• [The problem]: The full listing should be set down again without a single alteration.

----- Entries provided

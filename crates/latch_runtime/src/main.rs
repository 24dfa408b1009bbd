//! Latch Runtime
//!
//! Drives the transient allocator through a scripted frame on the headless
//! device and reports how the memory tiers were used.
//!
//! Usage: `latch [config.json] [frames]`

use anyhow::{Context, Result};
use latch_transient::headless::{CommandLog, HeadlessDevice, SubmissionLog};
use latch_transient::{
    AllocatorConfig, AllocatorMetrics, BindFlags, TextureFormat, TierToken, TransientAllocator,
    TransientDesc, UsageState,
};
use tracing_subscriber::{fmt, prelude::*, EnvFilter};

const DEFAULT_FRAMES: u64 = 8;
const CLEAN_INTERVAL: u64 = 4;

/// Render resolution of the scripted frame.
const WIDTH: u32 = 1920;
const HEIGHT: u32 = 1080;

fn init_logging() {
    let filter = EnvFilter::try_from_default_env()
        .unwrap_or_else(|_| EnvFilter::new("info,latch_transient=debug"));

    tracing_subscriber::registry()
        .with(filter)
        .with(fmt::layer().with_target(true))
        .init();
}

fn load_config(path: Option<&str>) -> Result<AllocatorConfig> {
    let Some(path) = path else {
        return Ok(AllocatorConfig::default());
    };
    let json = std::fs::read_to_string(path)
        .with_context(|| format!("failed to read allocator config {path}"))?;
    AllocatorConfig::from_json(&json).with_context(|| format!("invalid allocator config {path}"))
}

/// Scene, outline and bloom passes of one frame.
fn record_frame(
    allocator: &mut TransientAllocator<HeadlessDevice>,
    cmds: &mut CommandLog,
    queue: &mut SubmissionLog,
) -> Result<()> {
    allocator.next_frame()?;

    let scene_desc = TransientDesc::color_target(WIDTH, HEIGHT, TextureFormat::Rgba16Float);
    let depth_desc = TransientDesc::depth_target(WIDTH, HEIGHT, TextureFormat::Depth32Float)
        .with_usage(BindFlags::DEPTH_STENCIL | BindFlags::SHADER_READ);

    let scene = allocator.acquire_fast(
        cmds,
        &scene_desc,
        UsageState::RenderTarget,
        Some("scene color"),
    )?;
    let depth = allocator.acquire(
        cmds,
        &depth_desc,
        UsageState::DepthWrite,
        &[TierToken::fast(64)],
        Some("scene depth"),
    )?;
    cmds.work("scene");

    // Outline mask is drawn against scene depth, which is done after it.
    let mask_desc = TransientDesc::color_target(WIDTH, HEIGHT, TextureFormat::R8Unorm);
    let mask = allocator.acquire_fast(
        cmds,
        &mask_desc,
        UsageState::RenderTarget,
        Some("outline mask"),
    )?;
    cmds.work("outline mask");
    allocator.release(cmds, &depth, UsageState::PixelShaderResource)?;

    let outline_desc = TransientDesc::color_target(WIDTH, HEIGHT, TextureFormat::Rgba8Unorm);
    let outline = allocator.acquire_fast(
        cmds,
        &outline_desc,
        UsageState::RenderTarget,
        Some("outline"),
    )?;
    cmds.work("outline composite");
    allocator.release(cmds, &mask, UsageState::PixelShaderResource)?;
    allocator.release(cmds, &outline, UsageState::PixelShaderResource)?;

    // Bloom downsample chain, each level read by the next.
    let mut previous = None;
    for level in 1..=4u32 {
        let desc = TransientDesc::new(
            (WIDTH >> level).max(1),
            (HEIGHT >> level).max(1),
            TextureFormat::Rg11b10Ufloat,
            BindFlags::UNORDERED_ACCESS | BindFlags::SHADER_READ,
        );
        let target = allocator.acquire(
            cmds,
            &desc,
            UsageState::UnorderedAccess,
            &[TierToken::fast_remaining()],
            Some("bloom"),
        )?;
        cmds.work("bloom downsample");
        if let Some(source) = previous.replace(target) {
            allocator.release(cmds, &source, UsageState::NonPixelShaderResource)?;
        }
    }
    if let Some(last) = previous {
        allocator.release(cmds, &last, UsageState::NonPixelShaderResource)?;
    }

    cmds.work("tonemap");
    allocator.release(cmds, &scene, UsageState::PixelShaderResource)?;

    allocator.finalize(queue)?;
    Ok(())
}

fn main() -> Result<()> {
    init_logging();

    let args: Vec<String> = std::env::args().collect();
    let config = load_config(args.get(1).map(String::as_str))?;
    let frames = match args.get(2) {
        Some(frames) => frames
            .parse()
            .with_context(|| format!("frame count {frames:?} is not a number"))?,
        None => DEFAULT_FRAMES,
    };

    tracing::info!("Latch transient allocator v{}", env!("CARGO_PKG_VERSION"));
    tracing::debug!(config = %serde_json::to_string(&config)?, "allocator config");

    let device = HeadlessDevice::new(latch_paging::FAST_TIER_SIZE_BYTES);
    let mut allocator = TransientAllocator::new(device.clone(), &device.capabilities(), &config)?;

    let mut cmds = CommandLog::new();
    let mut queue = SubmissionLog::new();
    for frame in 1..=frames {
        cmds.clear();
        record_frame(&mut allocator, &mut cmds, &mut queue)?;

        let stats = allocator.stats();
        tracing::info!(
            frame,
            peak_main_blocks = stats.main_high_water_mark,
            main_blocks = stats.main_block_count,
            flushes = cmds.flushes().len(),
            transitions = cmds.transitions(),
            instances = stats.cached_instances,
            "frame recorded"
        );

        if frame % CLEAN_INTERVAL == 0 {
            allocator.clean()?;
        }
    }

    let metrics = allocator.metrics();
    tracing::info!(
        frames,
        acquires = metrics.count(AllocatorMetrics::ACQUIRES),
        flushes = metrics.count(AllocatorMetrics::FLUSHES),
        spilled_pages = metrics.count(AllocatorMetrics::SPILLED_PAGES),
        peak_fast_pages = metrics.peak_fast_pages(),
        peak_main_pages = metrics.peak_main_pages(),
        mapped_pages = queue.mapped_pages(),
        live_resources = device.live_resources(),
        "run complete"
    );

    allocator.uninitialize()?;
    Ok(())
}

----------

• [Answer to this exercise]:
filename crates/latch_runtime/src/main.rs
repository 24dfa408b1009bbd
//! Latch Runtime
//!
//! Drives the transient allocator through a scripted frame on the headless
//! device and reports how the memory tiers were used.
//!
//! Usage: `latch [config.json] [frames]`

use anyhow::{Context, Result};
use latch_transient::headless::{CommandLog, HeadlessDevice, SubmissionLog};
use latch_transient::{
    AllocatorConfig, AllocatorMetrics, BindFlags, TextureFormat, TierToken, TransientAllocator,
    TransientDesc, UsageState,
};
use tracing_subscriber::{fmt, prelude::*, EnvFilter};

const DEFAULT_FRAMES: u64 = 8;
const CLEAN_INTERVAL: u64 = 4;

/// Render resolution of the scripted frame.
const WIDTH: u32 = 1920;
const HEIGHT: u32 = 1080;

fn init_logging() {
    let filter = EnvFilter::try_from_default_env()
        .unwrap_or_else(|_| EnvFilter::new("info,latch_transient=debug"));

    tracing_subscriber::registry()
        .with(filter)
        .with(fmt::layer().with_target(true))
        .init();
}

fn load_config(path: Option<&str>) -> Result<AllocatorConfig> {
    let Some(path) = path else {
        return Ok(AllocatorConfig::default());
    };
    let json = std::fs::read_to_string(path)
        .with_context(|| format!("failed to read allocator config {path}"))?;
    AllocatorConfig::from_json(&json).with_context(|| format!("invalid allocator config {path}"))
}

/// Scene, outline and bloom passes of one frame.
fn record_frame(
    allocator: &mut TransientAllocator<HeadlessDevice>,
    cmds: &mut CommandLog,
    queue: &mut SubmissionLog,
) -> Result<()> {
    allocator.next_frame()?;

    let scene_desc = TransientDesc::color_target(WIDTH, HEIGHT, TextureFormat::Rgba16Float);
    let depth_desc = TransientDesc::depth_target(WIDTH, HEIGHT, TextureFormat::Depth32Float)
        .with_usage(BindFlags::DEPTH_STENCIL | BindFlags::SHADER_READ);

    let scene = allocator.acquire_fast(
        cmds,
        &scene_desc,
        UsageState::RenderTarget,
        Some("scene color"),
    )?;
    let depth = allocator.acquire(
        cmds,
        &depth_desc,
        UsageState::DepthWrite,
        &[TierToken::fast(64)],
        Some("scene depth"),
    )?;
    cmds.work("scene");

    // Outline mask is drawn against scene depth, which is done after it.
    let mask_desc = TransientDesc::color_target(WIDTH, HEIGHT, TextureFormat::R8Unorm);
    let mask = allocator.acquire_fast(
        cmds,
        &mask_desc,
        UsageState::RenderTarget,
        Some("outline mask"),
    )?;
    cmds.work("outline mask");
    allocator.release(cmds, &depth, UsageState::PixelShaderResource)?;

    let outline_desc = TransientDesc::color_target(WIDTH, HEIGHT, TextureFormat::Rgba8Unorm);
    let outline = allocator.acquire_fast(
        cmds,
        &outline_desc,
        UsageState::RenderTarget,
        Some("outline"),
    )?;
    cmds.work("outline composite");
    allocator.release(cmds, &mask, UsageState::PixelShaderResource)?;
    allocator.release(cmds, &outline, UsageState::PixelShaderResource)?;

    // Bloom downsample chain, each level read by the next.
    let mut previous = None;
    for level in 1..=4u32 {
        let desc = TransientDesc::new(
            (WIDTH >> level).max(1),
            (HEIGHT >> level).max(1),
            TextureFormat::Rg11b10Ufloat,
            BindFlags::UNORDERED_ACCESS | BindFlags::SHADER_READ,
        );
        let target = allocator.acquire(
            cmds,
            &desc,
            UsageState::UnorderedAccess,
            &[TierToken::fast_remaining()],
            Some("bloom"),
        )?;
        cmds.work("bloom downsample");
        if let Some(source) = previous.replace(target) {
            allocator.release(cmds, &source, UsageState::NonPixelShaderResource)?;
        }
    }
    if let Some(last) = previous {
        allocator.release(cmds, &last, UsageState::NonPixelShaderResource)?;
    }

    cmds.work("tonemap");
    allocator.release(cmds, &scene, UsageState::PixelShaderResource)?;

    allocator.finalize(queue)?;
    Ok(())
}

fn main() -> Result<()> {
    init_logging();

    let args: Vec<String> = std::env::args().collect();
    let config = load_config(args.get(1).map(String::as_str))?;
    let frames = match args.get(2) {
        Some(frames) => frames
            .parse()
            .with_context(|| format!("frame count {frames:?} is not a number"))?,
        None => DEFAULT_FRAMES,
    };

    tracing::info!("Latch transient allocator v{}", env!("CARGO_PKG_VERSION"));
    tracing::debug!(config = %serde_json::to_string(&config)?, "allocator config");

    let device = HeadlessDevice::new(latch_paging::FAST_TIER_SIZE_BYTES);
    let mut allocator = TransientAllocator::new(device.clone(), &device.capabilities(), &config)?;

    let mut cmds = CommandLog::new();
    let mut queue = SubmissionLog::new();
    for frame in 1..=frames {
        cmds.clear();
        record_frame(&mut allocator, &mut cmds, &mut queue)?;

        let stats = allocator.stats();
        tracing::info!(
            frame,
            peak_main_blocks = stats.main_high_water_mark,
            main_blocks = stats.main_block_count,
            flushes = cmds.flushes().len(),
            transitions = cmds.transitions(),
            instances = stats.cached_instances,
            "frame recorded"
        );

        if frame % CLEAN_INTERVAL == 0 {
            allocator.clean()?;
        }
    }

    let metrics = allocator.metrics();
    tracing::info!(
        frames,
        acquires = metrics.count(AllocatorMetrics::ACQUIRES),
        flushes = metrics.count(AllocatorMetrics::FLUSHES),
        spilled_pages = metrics.count(AllocatorMetrics::SPILLED_PAGES),
        peak_fast_pages = metrics.peak_fast_pages(),
        peak_main_pages = metrics.peak_main_pages(),
        mapped_pages = queue.mapped_pages(),
        live_resources = device.live_resources(),
        "run complete"
    );

    allocator.uninitialize()?;
    Ok(())
}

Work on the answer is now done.